Task to carry out:
Out of the material that follows, write out exactly the lines from the line with "stop the CLI." to the line with "be opened; the", both ends included, and no others.
+-------+
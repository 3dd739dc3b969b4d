//! Frozen feature schema and the constant tables the extractor matches against.
//!
//! Trained models are fit against exactly this column order. Adding, removing
//! or reordering a name invalidates every model built from earlier vectors.

/// Number of columns in every feature vector.
pub const FEATURE_COUNT: usize = 15;

/// Feature names in column order.
pub const FEATURE_SCHEMA: [&str; FEATURE_COUNT] = [
    "url_length",
    "hostname_length",
    "path_length",
    "query_length",
    "num_dots",
    "num_hyphens",
    "num_digits",
    "num_special_chars",
    "has_https",
    "has_ip",
    "has_at_symbol",
    "has_double_slash",
    "has_suspicious_tld",
    "keyword_count",
    "entropy",
];

/// Characters counted by `num_special_chars`.
pub const SPECIAL_CHARS: &str = "@!#$%^&*()+=[]{}|\\;:'\",<>?/";

/// Host substrings that set `has_suspicious_tld`. Matched anywhere in the
/// host, not only as a suffix.
pub const SUSPICIOUS_TLDS: [&str; 8] = [
    ".xyz", ".top", ".info", ".club", ".online", ".site", ".cc", ".biz",
];

/// Lowercase keywords counted (at most once each) by `keyword_count`.
pub const KEYWORDS: [&str; 10] = [
    "login", "secure", "bank", "verify", "update", "free", "click", "confirm", "account",
    "signin",
];

/// Decimal places kept for the `entropy` column.
pub const ENTROPY_DECIMALS: usize = 4;

/// Column index of a feature name, if it belongs to the schema.
pub fn column_index(name: &str) -> Option<usize> {
    FEATURE_SCHEMA.iter().position(|n| *n == name)
}
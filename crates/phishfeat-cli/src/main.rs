use phishfeat_core::logging;

mod cli;

use crate::cli::CliCommand;

fn main() {
    // Initialize logging as early as possible; a read-only state dir must not stop the CLI.
    if logging::init_logging().is_err() {
        logging::init_logging_stderr();
    }

    // Parse CLI and dispatch.
    if let Err(err) = CliCommand::run_from_args() {
        eprintln!("phishfeat error: {:#}", err);
        std::process::exit(1);
    }
}
//! Tracing setup for the CLI.
//!
//! Events go to `$XDG_STATE_HOME/phishfeat/phishfeat.log` when that file can
//! be opened; the binary falls back to [`init_logging_stderr`] otherwise.
//! `RUST_LOG` overrides the default filter in both cases.

use anyhow::{Context, Result};
use std::fs::{self, File, OpenOptions};
use std::path::{Path, PathBuf};
use std::sync::Mutex;
use tracing_subscriber::EnvFilter;

const DEFAULT_FILTER: &str = "info,phishfeat=debug";
const LOG_FILE: &str = "phishfeat.log";

fn env_filter() -> EnvFilter {
    EnvFilter::try_from_default_env().unwrap_or_else(|_| EnvFilter::new(DEFAULT_FILTER))
}

/// Directory holding the log file.
pub fn log_dir() -> Result<PathBuf> {
    let xdg_dirs = xdg::BaseDirectories::with_prefix("phishfeat")?;
    Ok(xdg_dirs.get_state_home().join("phishfeat"))
}

/// Creates `dir` if needed and opens the log file in it for appending.
fn open_log_file(dir: &Path) -> Result<(PathBuf, File)> {
    fs::create_dir_all(dir).with_context(|| format!("create log dir {}", dir.display()))?;
    let path = dir.join(LOG_FILE);
    let file = OpenOptions::new()
        .create(true)
        .append(true)
        .open(&path)
        .with_context(|| format!("open log file {}", path.display()))?;
    Ok((path, file))
}

/// Installs a global subscriber writing plain (non-ANSI) lines to the log file.
///
/// Errors when the state dir is unusable or a subscriber is already set, so
/// the caller can fall back to stderr.
pub fn init_logging() -> Result<()> {
    let (path, file) = open_log_file(&log_dir()?)?;

    tracing_subscriber::fmt()
        .with_env_filter(env_filter())
        .with_writer(Mutex::new(file))
        .with_ansi(false)
        .try_init()
        .map_err(|e| anyhow::anyhow!("install log subscriber: {e}"))?;

    tracing::info!(log = %path.display(), "logging to file");
    Ok(())
}

/// Installs a stderr subscriber. A no-op if one is already installed.
pub fn init_logging_stderr() {
    let _ = tracing_subscriber::fmt()
        .with_env_filter(env_filter())
        .with_writer(std::io::stderr)
        .with_ansi(false)
        .try_init();
}
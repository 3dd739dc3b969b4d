use anyhow::{Context, Result};
use serde::{Deserialize, Serialize};
use std::fs;
use std::path::PathBuf;

use crate::pipeline::DEFAULT_THRESHOLD;

/// How the CLI prints feature vectors and verdicts.
#[derive(Debug, Clone, Copy, PartialEq, Eq, Default, Serialize, Deserialize)]
#[serde(rename_all = "lowercase")]
pub enum OutputFormat {
    #[default]
    Text,
    Json,
}

impl std::str::FromStr for OutputFormat {
    type Err = String;

    fn from_str(s: &str) -> Result<Self, Self::Err> {
        match s.to_lowercase().as_str() {
            "text" => Ok(OutputFormat::Text),
            "json" => Ok(OutputFormat::Json),
            _ => Err(format!("unknown format: {s} (use 'text' or 'json')")),
        }
    }
}

/// Global configuration loaded from `~/.config/phishfeat/config.toml`.
///
/// The feature schema and its keyword/TLD tables are deliberately not here:
/// they are fixed by the models trained against them.
#[derive(Debug, Clone, Serialize, Deserialize)]
pub struct PhishfeatConfig {
    /// Default output format for `extract` and `classify`.
    #[serde(default)]
    pub output_format: OutputFormat,
    /// Decision threshold applied to models whose file does not set one.
    #[serde(default = "default_threshold")]
    pub threshold: f64,
    /// Model parameters used by `classify` when `--model` is not given.
    #[serde(default)]
    pub model_path: Option<PathBuf>,
    /// Scaler parameters used by `classify` when `--scaler` is not given.
    #[serde(default)]
    pub scaler_path: Option<PathBuf>,
    /// Worker threads for `batch` (None = one per CPU).
    #[serde(default)]
    pub batch_threads: Option<usize>,
}

fn default_threshold() -> f64 {
    DEFAULT_THRESHOLD
}

impl Default for PhishfeatConfig {
    fn default() -> Self {
        Self {
            output_format: OutputFormat::Text,
            threshold: DEFAULT_THRESHOLD,
            model_path: None,
            scaler_path: None,
            batch_threads: None,
        }
    }
}

pub fn config_path() -> Result<PathBuf> {
    let xdg_dirs = xdg::BaseDirectories::with_prefix("phishfeat")?;
    Ok(xdg_dirs.place_config_file("config.toml")?)
}

/// Load configuration from disk, creating a default file if none exists.
pub fn load_or_init() -> Result<PhishfeatConfig> {
    let path = config_path()?;
    if !path.exists() {
        let default_cfg = PhishfeatConfig::default();
        let toml = toml::to_string_pretty(&default_cfg)?;
        if let Some(parent) = path.parent() {
            fs::create_dir_all(parent)?;
        }
        fs::write(&path, toml)?;
        tracing::info!("created default config at {}", path.display());
        return Ok(default_cfg);
    }

    let data = fs::read_to_string(&path)?;
    let cfg: PhishfeatConfig =
        toml::from_str(&data).with_context(|| format!("parse {}", path.display()))?;
    Ok(cfg)
}
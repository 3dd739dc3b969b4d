//! Host-level signals: dotted-quad detection, suspicious TLD substrings and
//! character entropy.

use once_cell::sync::Lazy;
use regex::Regex;
use std::collections::BTreeMap;

use crate::schema::{ENTROPY_DECIMALS, SUSPICIOUS_TLDS};

/// Four dot-separated groups of 1-3 digits anywhere in the host. Octets are
/// not range-checked.
static DOTTED_QUAD: Lazy<Regex> =
    Lazy::new(|| Regex::new(r"(\d{1,3}\.){3}\d{1,3}").expect("dotted quad pattern is valid"));

pub(super) fn has_ip(host: &str) -> bool {
    DOTTED_QUAD.is_match(host)
}

/// Substring containment, so `.xyzcorp.com` matches `.xyz`.
pub(super) fn has_suspicious_tld(host: &str) -> bool {
    SUSPICIOUS_TLDS.iter().any(|tld| host.contains(tld))
}

/// Shannon entropy (bits) of the host's character distribution, rounded.
///
/// Distinct characters are visited in sorted order so the floating-point sum
/// is identical across runs. Returns 0 for an empty host.
pub(super) fn host_entropy(host: &str) -> f64 {
    let mut counts: BTreeMap<char, u64> = BTreeMap::new();
    let mut len = 0u64;
    for c in host.chars() {
        *counts.entry(c).or_insert(0) += 1;
        len += 1;
    }
    if len == 0 {
        return 0.0;
    }

    let total = len as f64;
    let mut entropy = 0.0f64;
    for &count in counts.values() {
        let p = count as f64 / total;
        if p > 0.0 {
            entropy -= p * p.log2();
        }
    }
    round_decimals(entropy, ENTROPY_DECIMALS)
}

/// Round to `decimals` places via the shortest decimal rendering, which rounds
/// the exact binary value (half-to-even on exact ties).
fn round_decimals(x: f64, decimals: usize) -> f64 {
    if !x.is_finite() {
        return 0.0;
    }
    format!("{:.*}", decimals, x).parse().unwrap_or(0.0)
}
+-------+
Result below:
    // Initialize logging as early as possible; a read-only state dir must not stop the CLI.
    if logging::init_logging().is_err() {
        logging::init_logging_stderr();
    }

    // Parse CLI and dispatch.
    if let Err(err) = CliCommand::run_from_args() {
        eprintln!("phishfeat error: {:#}", err);
        std::process::exit(1);
    }
}
//! Tracing setup for the CLI.
//!
//! Events go to `$XDG_STATE_HOME/phishfeat/phishfeat.log` when that file can
//! be opened; the binary falls back to [`init_logging_stderr`] otherwise.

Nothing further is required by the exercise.